Does that mean that a McKenzie Friend is prohibited from looking over a document prepared by the litigant in person before it is filed and suggesting that a point could be made better, or that a passage be toned down, or correcting a factual inaccuracy? What about typos?  What about where the litigant in person is asserting something that the McKenzie Friend, from experience and knowledge knows is wrong in law  (like “I am entitled to an equal share of time with my children”  or “The father has to prove his allegations against me beyond all reasonable doubt” ?)  – what about where there’s a basic mistake in style  (addressing the Judge as “Your worship”) ?

 

Common sense says to me that of course the McKenzie Friend should be able to have that sort of input, where the Court has agreed to a request that a McKenzie Friend be involved.  But the wording  “So far as I am concerned, the documentation does cross the line, and even if it is only twenty per cent it is twenty per cent too much.” which was not held by the Court of Appeal to be wrong, still less plainly wrong, leaves the door open to that sort of ambiguity.

 

It would seem that for safety’s sake, an application ought to be made for the McKenzie Friend to conduct litigation – this being something traditionally done where the McKenzie Friend intends to seek rights of audience in the case, and if that is granted, then the McKenzie Friend would be allowed to assist in the shaping, crafting, finessing and polishing of court documents. That would be using the provisions in paragraphs 18-20 of the Practice Note, and is probably something that most careful McKenzie Friends already do.

 

[As one of my traditional digressive footnotes, I became sidetracked into wondering whether McKenzie was the name of the Friend, who first did this, or whether there was a McKenzie, who HAD a Friend…

 And find that it was a divorce case in 1970 between Mr McKenzie and Mrs McKenzie , where Mr McKenzie’s former solicitors had kindly sent a young Australian barrister along to assist Mr McKenzie by taking a note and explaining things as they went along, little knowing what a chain of events would be set in motion by this

 

http://z2k.org/wp-content/uploads/2011/09/MCKENZIE-v-MCKENZIE-1970-3-W-L-R-4721.pdf

 
“Every litigant is entitled to have the assistance of a friend nearby and that friend is entitled to assist the litigant by prompting him, making notes or suggestions, giving advice, and suggesting ways in which the litigant can cross-examine the witnesses: per Lord Tenterden C.J. in Collier v. Hicks (1831) 2 B. & Ad. 663, 669. While it is true that nobody can take part in the proceedings as an advocate unless he is qualified so to do by being a member of the Bar or in the lower courts a solicitor, there is no prohibition on any person assisting a party to the proceedings in other ways, e.g., by passing notes, giving advice, or prompting.
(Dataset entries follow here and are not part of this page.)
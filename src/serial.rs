// Copyright (C) 2026 Brian Johnson
//
// This program is free software; you can redistribute it and/or modify
// it under the terms of the GNU General Public License as published by
// the Free Software Foundation; either version 2 of the License, or
// (at your option) any later version.
//
// This program is distributed in the hope that it will be useful,
// but WITHOUT ANY WARRANTY; without even the implied warranty of
// MERCHANTABILITY or FITNESS FOR A PARTICULAR PURPOSE.  See the
// GNU General Public License for more details.
//
// You should have received a copy of the GNU General Public License along
// with this program; if not, write to the Free Software Foundation, Inc.,
// 51 Franklin Street, Fifth Floor, Boston, MA 02110-1301 USA.

use std::io::{Read, Write};
use std::path::Path;
use std::time::{Duration, Instant};
use serialport::{SerialPort as SerialPortTrait, DataBits, FlowControl, Parity, StopBits};
use thiserror::Error;
use crate::protocol::{BAUD_RATE, READ_TIMEOUT};

// ============================================================================
// Error Types
// ============================================================================

#[derive(Error, Debug)]
pub enum TransportError {
    #[error("serial port is already open")]
    AlreadyOpen,

    #[error("serial port is not open")]
    NotOpen,

    #[error("failed to open {path}: {source}")]
    Open {
        path: String,
        #[source]
        source: serialport::Error,
    },

    #[error("read failed: {0}")]
    Read(#[source] std::io::Error),

    #[error("write failed: {0}")]
    Write(#[source] std::io::Error),
}

// ============================================================================
// SerialPort Trait
// ============================================================================

/// Line-oriented duplex link to the controller.
pub trait SerialPort: Send {
    fn open(&mut self) -> Result<(), TransportError>;

    fn close(&mut self) -> Result<(), TransportError>;

    fn write_all(&mut self, buf: &[u8]) -> Result<(), TransportError>;

    /// Reads one line, without its terminator.
    ///
    /// Returns `Ok(None)` when nothing arrived within `timeout`. Text received
    /// without a terminator before the timeout is returned as a line, since the
    /// controller leaves its prompt unterminated while it waits for input.
    fn read_line(&mut self, timeout: Duration) -> Result<Option<String>, TransportError>;
}

// ============================================================================
// Line Settings
// ============================================================================

#[derive(Debug, Clone)]
pub struct SerialSettings {
    pub baud_rate: u32,
    pub data_bits: DataBits,
    pub parity: Parity,
    pub stop_bits: StopBits,
    pub timeout: Duration,
}

impl Default for SerialSettings {
    fn default() -> Self {
        SerialSettings {
            baud_rate: BAUD_RATE,
            data_bits: DataBits::Eight,
            parity: Parity::None,
            stop_bits: StopBits::One,
            timeout: READ_TIMEOUT,
        }
    }
}

/// Turns a bare device name such as `ttyUSB0` into the path the OS expects.
pub fn resolve_device(name: &str) -> String {
    if cfg!(windows) || name.contains('/') || name.contains('\\') {
        name.to_string()
    } else {
        format!("/dev/{}", name)
    }
}

/// Windows COM ports have no filesystem entry, so only Unix paths are checked.
pub fn device_present(path: &str) -> bool {
    cfg!(windows) || Path::new(path).exists()
}

// ============================================================================
// Line Buffer
// ============================================================================

/// Splits received bytes into lines.
#[derive(Debug, Default)]
pub struct LineBuffer {
    pending: Vec<u8>,
}

impl LineBuffer {
    pub fn push(&mut self, bytes: &[u8]) {
        self.pending.extend_from_slice(bytes);
    }

    /// Pops the next complete line, if one has been received.
    pub fn next_line(&mut self) -> Option<String> {
        let end = self.pending.iter().position(|&b| b == b'\n')?;
        let line: Vec<u8> = self.pending.drain(..=end).collect();
        Some(decode_line(&line))
    }

    /// Pops whatever partial line is buffered.
    pub fn take_partial(&mut self) -> Option<String> {
        if self.pending.is_empty() {
            return None;
        }
        let line = std::mem::take(&mut self.pending);
        Some(decode_line(&line))
    }

    pub fn clear(&mut self) {
        self.pending.clear();
    }

    /// Reads from `source` until a line is complete or it has been quiet for
    /// `timeout`. Every arriving chunk restarts the wait, so a slow line is
    /// never cut in two. Text left over after a quiet spell is returned as a
    /// line of its own, since the idle prompt has no terminator.
    pub fn read_from<R: Read + ?Sized>(
        &mut self,
        source: &mut R,
        timeout: Duration,
    ) -> std::io::Result<Option<String>> {
        if let Some(line) = self.next_line() {
            return Ok(Some(line));
        }

        let mut deadline = Instant::now() + timeout;
        let mut buf = [0u8; 256];
        loop {
            match source.read(&mut buf) {
                Ok(n) if n > 0 => {
                    self.push(&buf[..n]);
                    if let Some(line) = self.next_line() {
                        return Ok(Some(line));
                    }
                    deadline = Instant::now() + timeout;
                }
                Ok(_) => {}
                Err(e) if e.kind() == std::io::ErrorKind::TimedOut => {}
                Err(e) if e.kind() == std::io::ErrorKind::Interrupted => continue,
                Err(e) => return Err(e),
            }

            if Instant::now() >= deadline {
                return Ok(self.take_partial());
            }
        }
    }
}

fn decode_line(bytes: &[u8]) -> String {
    let bytes = bytes.strip_suffix(b"\n").unwrap_or(bytes);
    let bytes = bytes.strip_suffix(b"\r").unwrap_or(bytes);
    String::from_utf8_lossy(bytes).into_owned()
}

// ============================================================================
// Real Serial Port Implementation
// ============================================================================

/// Real serial port implementation that wraps the serialport crate
pub struct RealSerialPort {
    path: String,
    settings: SerialSettings,
    port: Option<Box<dyn SerialPortTrait>>,
    lines: LineBuffer,
}

impl RealSerialPort {
    pub fn new(path: impl Into<String>, settings: SerialSettings) -> Self {
        RealSerialPort {
            path: path.into(),
            settings,
            port: None,
            lines: LineBuffer::default(),
        }
    }
}

impl SerialPort for RealSerialPort {
    fn open(&mut self) -> Result<(), TransportError> {
        if self.port.is_some() {
            return Err(TransportError::AlreadyOpen);
        }

        let port = serialport::new(&self.path, self.settings.baud_rate)
            .data_bits(self.settings.data_bits)
            .parity(self.settings.parity)
            .stop_bits(self.settings.stop_bits)
            .flow_control(FlowControl::None)
            .timeout(self.settings.timeout)
            .open()
            .map_err(|source| TransportError::Open { path: self.path.clone(), source })?;

        self.lines.clear();
        self.port = Some(port);
        Ok(())
    }

    fn close(&mut self) -> Result<(), TransportError> {
        self.lines.clear();
        // Dropping the handle closes the device.
        self.port.take().map(drop).ok_or(TransportError::NotOpen)
    }

    fn write_all(&mut self, buf: &[u8]) -> Result<(), TransportError> {
        let port = self.port.as_mut().ok_or(TransportError::NotOpen)?;
        port.write_all(buf).map_err(TransportError::Write)?;
        port.flush().map_err(TransportError::Write)?;
        Ok(())
    }

    fn read_line(&mut self, timeout: Duration) -> Result<Option<String>, TransportError> {
        let port = self.port.as_mut().ok_or(TransportError::NotOpen)?;
        port.set_timeout(timeout)
            .map_err(|e| TransportError::Read(std::io::Error::new(std::io::ErrorKind::Other, e)))?;

        self.lines.read_from(&mut **port, timeout).map_err(TransportError::Read)
    }
}

// ============================================================================
// Mock Serial Port for Testing
// ============================================================================

#[cfg(test)]
pub struct MockSerialPort {
    // Lines to return on reads (None = timeout)
    read_buffer: Vec<Option<String>>,
    read_pos: usize,
    // Track what was written
    write_log: Vec<u8>,
    // Expected writes for verification
    expected_writes: Vec<u8>,
    is_open: bool,
    opens: usize,
    closes: usize,
    fail_writes: bool,
}

#[cfg(test)]
impl MockSerialPort {
    pub fn new(responses: Vec<Option<&str>>, expected_writes: Vec<u8>) -> Self {
        MockSerialPort {
            read_buffer: responses.into_iter().map(|r| r.map(str::to_string)).collect(),
            read_pos: 0,
            write_log: Vec::new(),
            expected_writes,
            is_open: false,
            opens: 0,
            closes: 0,
            fail_writes: false,
        }
    }

    /// Port that someone else already holds open.
    pub fn already_open(mut self) -> Self {
        self.is_open = true;
        self
    }

    /// Port whose writes all fail.
    pub fn failing_writes(mut self) -> Self {
        self.fail_writes = true;
        self
    }
}

#[cfg(test)]
impl SerialPort for MockSerialPort {
    fn open(&mut self) -> Result<(), TransportError> {
        if self.is_open {
            return Err(TransportError::AlreadyOpen);
        }
        self.is_open = true;
        self.opens += 1;
        Ok(())
    }

    fn close(&mut self) -> Result<(), TransportError> {
        if !self.is_open {
            return Err(TransportError::NotOpen);
        }
        self.is_open = false;
        self.closes += 1;
        Ok(())
    }

    fn write_all(&mut self, buf: &[u8]) -> Result<(), TransportError> {
        assert!(self.is_open, "write on closed MockSerialPort");
        if self.fail_writes {
            return Err(TransportError::Write(std::io::Error::new(
                std::io::ErrorKind::BrokenPipe,
                "Mock write failure",
            )));
        }
        self.write_log.extend_from_slice(buf);
        Ok(())
    }

    fn read_line(&mut self, _timeout: Duration) -> Result<Option<String>, TransportError> {
        assert!(self.is_open, "read on closed MockSerialPort");
        // Out of responses = timeout
        if self.read_pos >= self.read_buffer.len() {
            return Ok(None);
        }

        let line = self.read_buffer[self.read_pos].clone();
        self.read_pos += 1;
        Ok(line)
    }
}

#[cfg(test)]
impl Drop for MockSerialPort {
    fn drop(&mut self) {
        if std::thread::panicking() {
            return;
        }

        assert_eq!(
            self.read_pos,
            self.read_buffer.len(),
            "MockSerialPort dropped with {} unconsumed responses (read {} of {} lines)",
            self.read_buffer.len() - self.read_pos,
            self.read_pos,
            self.read_buffer.len()
        );

        assert_eq!(
            String::from_utf8_lossy(&self.write_log),
            String::from_utf8_lossy(&self.expected_writes),
            "MockSerialPort write log mismatch!"
        );

        assert_eq!(
            self.opens, self.closes,
            "MockSerialPort opened {} times but closed {} times",
            self.opens, self.closes
        );
    }
}

// ============================================================================
// Tests
// ============================================================================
 The judge said that Mr. Hanger could not take part in the proceedings. He was merely sitting next to the husband and making suggestions to him”

 That also took me to the charming reference within McKenzie v McKenzie to this passage :-

In saying that I have in mind Tucker v. Collinson as reported in The Times, February 11, 1886 (reported on another point in 34 W.R. 354). In that case a lady, stricken with court dumbness when her appeal was called on, was not allowed to have the assistance of somebody who wished to help her. But that ruling turned on some very special provisions of the in forma pauperis procedure then”

 

Which raises two issues – one, why on earth would anyone think that an ordinary person would need assistance to understand commonsense everyday language like in forma pauperis, and two – I love the idea of an age where one could be stricken by Court dumbness. It has certainly happened to me from time to time, and I had no idea it was a known condition. In future, I will simply say that “For the moment, I am inhibited by the affliction referred to in Tucker v Collinson” and hope to get away with it

 But back to my original digression

 If the Court had taken the alternative approach of naming the assistant after the person who was helping, rather than the name of the client being helped, they’d have been Hangers-On, rather than McKenzie Friends.